From the Pawt. Mill Building Survey, Preservation Society of Pawt. 1995: A long 4 and 5-story brick building with minimum pitch roof and segmental arch windows on continuous rough stone sills. Five-story towers are at either ends of the building on Church Street and 2-story weave shed at southeast corner, and 3-story later addition at the south of the building.

The building is generally in good condition, and although approximately 85% of the original windows and freight doors have been replaced, the majority of its historic elements remain intact. Original hip roofs on towers have been removed.

From the RI Historical Society: William P. Sayles was one of a number of prominent Rhode Island businessmen who founded the Slater Cotton Company in Pawtucket in November 1868. At the outset, Sayles was not particularly prominent in the company’s affairs, owning only 300 our of 4,000 shares outstanding and holding no company office. By January 1881, however, William F. Sayles owned a majority of the company’s stock, which remained widely distributed throughout the 19th century.

The Slater Cotton Company manufactured cotton goods in the grey state, which it either sold directly to commission merchants or contracted to be finished at nearby bleacheries or dye works. It also manufactured large quantities of cotton yarn which it sold, for the most part, to other cotton mills. By 1900, its product line included “Pride of the West” muslins, twills, sateens, nainsooks, and fancy lenos, as well as fine cotton yarns. The plant consisted of the Main Street Pawtucket factory of the American File Company, acquired in 1868, and a large brick mill on Church Street, erected in 1872.

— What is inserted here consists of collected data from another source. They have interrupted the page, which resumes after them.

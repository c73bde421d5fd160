//! Error types for the monkeys console.
//!
//! These cover what can go wrong outside the catalog itself: terminal setup
//! for the browser, loading configuration, and plain I/O on the console.
//! Catalog conditions (`NotFound`, `EmptyCatalog`) are not errors here; the
//! front ends report them to the user and keep going.
//!
//! **Panic-Free Policy:** No `.unwrap()`, `.expect()`, `panic!()`,
//! `unreachable!()`, or `todo!()` outside tests.

use std::io;
use std::path::PathBuf;
use thiserror::Error;

// ============================================================================
// Console Error Type
// ============================================================================

/// Console and browser errors.
#[derive(Error, Debug)]
pub enum ConsoleError {
    /// Failed to initialize the terminal.
    ///
    /// Raw mode or the alternate screen could not be enabled, usually
    /// because stdout is not a TTY.
    #[error("Failed to initialize terminal: {0}")]
    TerminalInit(String),

    /// Failed to cleanup/restore the terminal.
    ///
    /// Running `reset` can help recover.
    #[error("Failed to restore terminal: {0}")]
    TerminalCleanup(String),

    /// The configuration file could not be read.
    #[error("Failed to read config {path:?}: {source}")]
    ConfigRead {
        /// Path that was being read.
        path: PathBuf,
        /// Underlying I/O error.
        #[source]
        source: io::Error,
    },

    /// The configuration file is not valid TOML for `Config`.
    #[error("Invalid config {path:?}: {source}")]
    ConfigParse {
        /// Path that was being parsed.
        path: PathBuf,
        /// Underlying TOML error.
        #[source]
        source: toml::de::Error,
    },

    /// Catalog JSON could not be written.
    #[error("JSON error: {0}")]
    Json(#[from] serde_json::Error),

    /// I/O error passthrough.
    #[error("IO error: {0}")]
    Io(#[from] io::Error),
}

// ============================================================================
// Result Type Alias
// ============================================================================

/// Convenience Result type alias for console operations.
pub type Result<T> = std::result::Result<T, ConsoleError>;

// ============================================================================
// Tests
// ============================================================================
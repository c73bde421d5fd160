//! Interactive menu loop.
//!
//! The loop is generic over its input and output so it can run against
//! stdin/stdout in the binary and against in-memory buffers in tests.
//! Catalog errors are reported inline and never end the loop; only I/O
//! failures on the console itself propagate.

use monkey_core::{CatalogError, MonkeyRecord, MonkeyService};
use std::io::{BufRead, Write};
use tracing::{debug, info};

use crate::config::Config;
use crate::error::Result;
use crate::render::{self, Palette};

// ============================================================================
// Menu Choices
// ============================================================================

/// An option picked from the menu.
#[derive(Debug, Clone, Copy, PartialEq, Eq)]
pub enum MenuChoice {
    /// Print the whole catalog.
    List,
    /// Prompt for a name and print that record.
    Details,
    /// Print a randomly chosen record.
    Random,
    /// Leave the loop.
    Exit,
}

impl MenuChoice {
    /// Parses trimmed user input. Accepts the menu digit or a word alias.
    pub fn parse(input: &str) -> Option<Self> {
        match input.trim().to_lowercase().as_str() {
            "1" | "list" | "ls" => Some(Self::List),
            "2" | "show" | "details" => Some(Self::Details),
            "3" | "random" => Some(Self::Random),
            "4" | "exit" | "quit" | "q" => Some(Self::Exit),
            _ => None,
        }
    }
}

// ============================================================================
// Console
// ============================================================================

/// The menu-driven console front end.
pub struct Console<'a, R, W> {
    service: &'a MonkeyService,
    input: R,
    output: W,
    palette: Palette,
    show_banner: bool,
}

impl<'a, R: BufRead, W: Write> Console<'a, R, W> {
    /// Creates a console with default settings.
    pub fn new(service: &'a MonkeyService, input: R, output: W) -> Self {
        Self {
            service,
            input,
            output,
            palette: Palette::default(),
            show_banner: true,
        }
    }

    /// Applies banner and color settings from `config`.
    ///
    /// The output sink is not assumed to be a terminal, so an unset
    /// `color` means plain text.
    #[must_use]
    pub fn with_config(mut self, config: &Config) -> Self {
        self.palette = Palette::new(config.use_color(false));
        self.show_banner = config.show_banner;
        self
    }

    /// Overrides the palette.
    #[must_use]
    pub fn with_palette(mut self, palette: Palette) -> Self {
        self.palette = palette;
        self
    }

    /// Consumes the console and returns its output sink.
    pub fn into_output(self) -> W {
        self.output
    }

    /// Runs the menu until the user exits or input ends.
    ///
    /// # Errors
    ///
    /// Returns `ConsoleError::Io` if reading input or writing output fails.
    pub fn run(&mut self) -> Result<()> {
        info!("Console started");

        if self.show_banner {
            let banner = render::banner(&self.palette);
            self.output.write_all(banner.as_bytes())?;
        }

        loop {
            self.prompt_menu()?;

            let Some(line) = self.read_line()? else {
                debug!("Input closed");
                writeln!(self.output)?;
                break;
            };

            let trimmed = line.trim();
            if trimmed.is_empty() {
                writeln!(self.output, "Please enter a choice.")?;
                continue;
            }

            match MenuChoice::parse(trimmed) {
                Some(MenuChoice::List) => self.list_monkeys()?,
                Some(MenuChoice::Details) => {
                    write!(self.output, "Enter monkey name: ")?;
                    self.output.flush()?;
                    // End of input reads as a blank name.
                    let name = self.read_line()?.unwrap_or_default();
                    self.show_by_name(&name)?;
                }
                Some(MenuChoice::Random) => self.show_random()?,
                Some(MenuChoice::Exit) => {
                    writeln!(self.output, "Goodbye.")?;
                    break;
                }
                None => {
                    debug!(input = trimmed, "Unknown menu option");
                    writeln!(self.output, "Unknown option.")?;
                }
            }
        }

        self.output.flush()?;
        info!("Console stopped");
        Ok(())
    }

    fn prompt_menu(&mut self) -> Result<()> {
        let menu = render::menu(&self.palette);
        self.output.write_all(menu.as_bytes())?;
        write!(self.output, "Choice: ")?;
        self.output.flush()?;
        Ok(())
    }

    /// Reads one line without its line terminator; `None` at end of input.
    fn read_line(&mut self) -> Result<Option<String>> {
        let mut line = String::new();
        if self.input.read_line(&mut line)? == 0 {
            return Ok(None);
        }
        let len = line.trim_end_matches(['\r', '\n']).len();
        line.truncate(len);
        Ok(Some(line))
    }

    /// Prints the catalog table with current access counts.
    ///
    /// # Errors
    ///
    /// Returns `ConsoleError::Io` if writing fails.
    pub fn list_monkeys(&mut self) -> Result<()> {
        let counts = self.service.access_counts();
        let table = render::catalog_table(self.service.list_all(), &counts, &self.palette);
        self.output.write_all(table.as_bytes())?;
        Ok(())
    }

    /// Looks `name` up and prints the record, or reports that it is missing.
    ///
    /// # Errors
    ///
    /// Returns `ConsoleError::Io` if writing fails.
    pub fn show_by_name(&mut self, name: &str) -> Result<()> {
        match self.service.find_by_name(name) {
            Ok(record) => self.write_details(record),
            Err(e) => self.report(&e, name),
        }
    }

    /// Picks a random record and prints it.
    ///
    /// # Errors
    ///
    /// Returns `ConsoleError::Io` if writing fails.
    pub fn show_random(&mut self) -> Result<()> {
        match self.service.pick_random() {
            Ok(record) => self.write_details(record),
            Err(e) => self.report(&e, ""),
        }
    }

    fn write_details(&mut self, record: &MonkeyRecord) -> Result<()> {
        let count = self.service.access_count(&record.name);
        let details = render::monkey_details(record, count, &self.palette);
        self.output.write_all(details.as_bytes())?;
        Ok(())
    }

    fn report(&mut self, error: &CatalogError, input: &str) -> Result<()> {
        debug!(error = %error, "Catalog lookup failed");
        let message = match error {
            CatalogError::NotFound { .. } => render::not_found(input, &self.palette),
            CatalogError::EmptyCatalog => self.palette.warning(&format!("{error}.")),
        };
        writeln!(self.output, "{message}")?;
        Ok(())
    }
}

#[cfg(test)]
mod tests {
    use super::*;
    use monkey_core::CatalogStore;

    fn run_session(service: &MonkeyService, input: &str) -> String {
        let mut console = Console::new(service, input.as_bytes(), Vec::new())
            .with_palette(Palette::plain());
        console.show_banner = false;
        console.run().unwrap();
        String::from_utf8(console.into_output()).unwrap()
    }

    #[test]
    fn test_menu_choice_parse() {
        assert_eq!(MenuChoice::parse("1"), Some(MenuChoice::List));
        assert_eq!(MenuChoice::parse(" 2 "), Some(MenuChoice::Details));
        assert_eq!(MenuChoice::parse("RANDOM"), Some(MenuChoice::Random));
        assert_eq!(MenuChoice::parse("q"), Some(MenuChoice::Exit));
        assert_eq!(MenuChoice::parse("5"), None);
        assert_eq!(MenuChoice::parse(""), None);
    }

    #[test]
    fn test_exit_says_goodbye() {
        let service = MonkeyService::shipped();
        let out = run_session(&service, "4\n");
        assert!(out.contains("Choice: "));
        assert!(out.ends_with("Goodbye.\n"));
    }

    #[test]
    fn test_end_of_input_stops_loop() {
        let service = MonkeyService::shipped();
        let out = run_session(&service, "");
        assert!(out.contains("Choice: "));
        assert!(!out.contains("Goodbye."));
    }

    #[test]
    fn test_blank_and_unknown_choices() {
        let service = MonkeyService::shipped();
        let out = run_session(&service, "\n   \nbanana\n4\n");
        assert_eq!(out.matches("Please enter a choice.").count(), 2);
        assert_eq!(out.matches("Unknown option.").count(), 1);
    }

    #[test]
    fn test_details_by_name_counts_access() {
        let service = MonkeyService::shipped();
        let out = run_session(&service, "2\nmandrill\n2\nMANDRILL\n4\n");
        assert!(out.contains("Enter monkey name: "));
        assert!(out.contains("Name: Mandrill"));
        assert!(out.contains("Access count: 1"));
        assert!(out.contains("Access count: 2"));
        assert_eq!(service.access_count("Mandrill"), 2);
    }

    #[test]
    fn test_details_not_found_uses_raw_input() {
        let service = MonkeyService::shipped();
        let out = run_session(&service, "2\nKing Kong\n4\n");
        assert!(out.contains("No monkey found with name 'King Kong'."));
        assert!(service.access_counts().is_empty());
    }

    #[test]
    fn test_details_with_input_closed_is_not_found() {
        let service = MonkeyService::shipped();
        let out = run_session(&service, "2\n");
        assert!(out.contains("No monkey found with name ''."));
        assert!(service.access_counts().is_empty());
    }

    #[test]
    fn test_random_counts_exactly_once() {
        let service = MonkeyService::shipped();
        let out = run_session(&service, "3\n4\n");
        assert!(out.contains("Access count: 1"));
        assert_eq!(service.access_counts().values().sum::<u64>(), 1);
    }

    #[test]
    fn test_random_on_empty_catalog_is_reported() {
        let service = MonkeyService::new(CatalogStore::new(Vec::new()));
        let out = run_session(&service, "3\n4\n");
        assert!(out.contains("No monkeys are available."));
        assert!(out.ends_with("Goodbye.\n"));
    }

    #[test]
    fn test_list_shows_counts_without_counting() {
        let service = MonkeyService::shipped();
        service.find_by_name("Henry").unwrap();
        let out = run_session(&service, "1\n4\n");
        assert!(out.contains("Total monkeys: 13"));
        let henry = out.lines().find(|l| l.starts_with("Henry")).unwrap();
        assert!(henry.trim_end().ends_with('1'));
        assert_eq!(service.access_count("Henry"), 1);
    }

    #[test]
    fn test_windows_line_endings() {
        let service = MonkeyService::shipped();
        let out = run_session(&service, "2\r\nBaboon\r\n4\r\n");
        assert!(out.contains("Name: Baboon"));
        assert!(out.ends_with("Goodbye.\n"));
    }

    #[test]
    fn test_banner_from_config() {
        let service = MonkeyService::shipped();
        let config = Config {
            show_banner: true,
            color: Some(false),
            log_filter: "info".to_string(),
        };
        let mut console = Console::new(&service, "4\n".as_bytes(), Vec::new()).with_config(&config);
        console.run().unwrap();
        let out = String::from_utf8(console.into_output()).unwrap();
        assert!(out.contains(render::APP_TITLE));
        assert!(!out.contains('\u{1b}'));
    }
}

The Slater Cotton Company apparently fared poorly in the first decade of the 20th century. By October 1908, it had fallen so deeply in debt that it was reorganized as a new corporation, the Slater Manufacturing Company. At this time, its functions were broadened to include manufacturing of silk cloth. This move failed to halt the company’s downward slide, which led to the liquidation of its manufacturing activities in 1915. In February 1915, its silk department was sold to the Hamlet Textile Company’s Pawtucket department (another Sayles holding), and in October 1915, its cotton yard department was sold to form the Slater Yarn Company (also called Sayles). For the next few years, the Slater Manufacturing Company existed solely as a real estate holding company, renting space in its Pawtucket plant to the Hamlet Textile Company. December 1918 saw the final closing of the Slater Manufacturing Company’s books.

Rick Goyette June 1 2008 Almost EVERY member of my family worked in this building when it housed ER Hutchinson Co., a company that made jewelry displays for as long as I can remember. My father was one of the founding employees when Earl Hutchinson opened the company in the 1960’s (could it have been opened earlier?) He, along with Earl, Mario and Dick DiFusco and many others could fill volumes with stories of this building. They spend the better parts of their lives working their, and forming friendships that survive to this day.